Problem:
After finding the line with "pub enum Error" in the data below, set down exactly each line through the one with "pub type Result<T>", inclusive, and stop there.
--- Material provided Enclosed Below ---
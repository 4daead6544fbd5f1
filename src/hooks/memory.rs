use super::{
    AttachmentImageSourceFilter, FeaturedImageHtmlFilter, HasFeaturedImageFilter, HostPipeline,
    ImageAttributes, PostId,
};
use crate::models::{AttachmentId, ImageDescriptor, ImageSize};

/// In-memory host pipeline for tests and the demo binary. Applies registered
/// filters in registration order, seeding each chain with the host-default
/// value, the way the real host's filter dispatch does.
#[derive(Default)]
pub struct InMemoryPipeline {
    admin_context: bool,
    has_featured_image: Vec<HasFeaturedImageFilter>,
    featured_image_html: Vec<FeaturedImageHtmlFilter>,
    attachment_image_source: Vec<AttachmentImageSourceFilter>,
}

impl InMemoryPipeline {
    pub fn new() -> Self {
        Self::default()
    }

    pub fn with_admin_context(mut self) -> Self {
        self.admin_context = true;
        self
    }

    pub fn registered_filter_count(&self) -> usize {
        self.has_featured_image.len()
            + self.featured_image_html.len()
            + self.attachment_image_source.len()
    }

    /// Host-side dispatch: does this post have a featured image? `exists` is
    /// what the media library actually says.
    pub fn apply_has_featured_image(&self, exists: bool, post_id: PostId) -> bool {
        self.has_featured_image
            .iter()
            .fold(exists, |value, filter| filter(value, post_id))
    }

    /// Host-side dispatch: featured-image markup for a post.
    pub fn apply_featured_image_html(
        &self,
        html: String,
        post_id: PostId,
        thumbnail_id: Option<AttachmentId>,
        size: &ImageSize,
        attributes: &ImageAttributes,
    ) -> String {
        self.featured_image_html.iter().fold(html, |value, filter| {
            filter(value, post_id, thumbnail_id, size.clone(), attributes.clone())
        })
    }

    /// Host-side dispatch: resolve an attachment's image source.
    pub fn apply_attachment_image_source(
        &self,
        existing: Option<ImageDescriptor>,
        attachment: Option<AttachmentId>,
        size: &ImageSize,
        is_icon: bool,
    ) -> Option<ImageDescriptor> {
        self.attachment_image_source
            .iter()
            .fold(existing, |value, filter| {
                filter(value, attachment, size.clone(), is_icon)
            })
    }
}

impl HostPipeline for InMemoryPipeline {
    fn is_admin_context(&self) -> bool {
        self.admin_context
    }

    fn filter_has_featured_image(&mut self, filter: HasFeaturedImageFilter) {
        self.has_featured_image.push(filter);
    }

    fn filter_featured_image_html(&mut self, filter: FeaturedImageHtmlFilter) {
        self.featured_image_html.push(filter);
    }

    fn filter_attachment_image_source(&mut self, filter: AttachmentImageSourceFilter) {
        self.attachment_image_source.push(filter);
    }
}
--- End of Enclosed Material provided ---
--- Material provided Enclosed Below ---
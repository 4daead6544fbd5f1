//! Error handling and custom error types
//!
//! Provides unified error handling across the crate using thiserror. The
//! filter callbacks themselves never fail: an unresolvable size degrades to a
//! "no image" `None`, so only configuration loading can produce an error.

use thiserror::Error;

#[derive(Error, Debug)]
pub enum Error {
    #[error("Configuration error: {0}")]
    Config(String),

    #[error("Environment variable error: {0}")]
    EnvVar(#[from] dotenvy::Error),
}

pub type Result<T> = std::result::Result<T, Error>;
--- End of Enclosed Material provided ---
--- Material provided Enclosed Below ---
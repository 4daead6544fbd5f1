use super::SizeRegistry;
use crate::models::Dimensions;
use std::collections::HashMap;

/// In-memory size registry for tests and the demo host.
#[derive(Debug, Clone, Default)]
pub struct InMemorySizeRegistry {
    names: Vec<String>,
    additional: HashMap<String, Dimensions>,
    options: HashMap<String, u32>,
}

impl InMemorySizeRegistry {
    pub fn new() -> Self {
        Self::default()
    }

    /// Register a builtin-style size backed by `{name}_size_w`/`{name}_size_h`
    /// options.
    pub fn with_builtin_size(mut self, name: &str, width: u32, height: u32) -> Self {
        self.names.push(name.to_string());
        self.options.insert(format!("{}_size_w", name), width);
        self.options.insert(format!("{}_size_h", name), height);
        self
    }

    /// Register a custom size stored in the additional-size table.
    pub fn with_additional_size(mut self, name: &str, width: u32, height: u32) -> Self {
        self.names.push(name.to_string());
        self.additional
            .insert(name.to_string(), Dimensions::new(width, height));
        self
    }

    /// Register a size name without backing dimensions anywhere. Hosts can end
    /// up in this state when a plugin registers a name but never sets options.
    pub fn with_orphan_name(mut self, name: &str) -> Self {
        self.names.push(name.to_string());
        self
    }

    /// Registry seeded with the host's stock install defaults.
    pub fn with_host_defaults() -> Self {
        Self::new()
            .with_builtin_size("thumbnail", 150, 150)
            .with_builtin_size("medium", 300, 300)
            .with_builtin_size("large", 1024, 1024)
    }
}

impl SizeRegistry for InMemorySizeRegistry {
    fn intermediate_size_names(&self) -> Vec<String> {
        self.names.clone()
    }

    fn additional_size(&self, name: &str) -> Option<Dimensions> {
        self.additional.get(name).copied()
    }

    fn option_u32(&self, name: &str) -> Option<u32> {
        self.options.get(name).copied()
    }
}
--- End of Enclosed Material provided ---
Task output:
pub enum Error {
    #[error("Configuration error: {0}")]
    Config(String),

    #[error("Environment variable error: {0}")]
    EnvVar(#[from] dotenvy::Error),
}

pub type Result<T> = std::result::Result<T, Error>;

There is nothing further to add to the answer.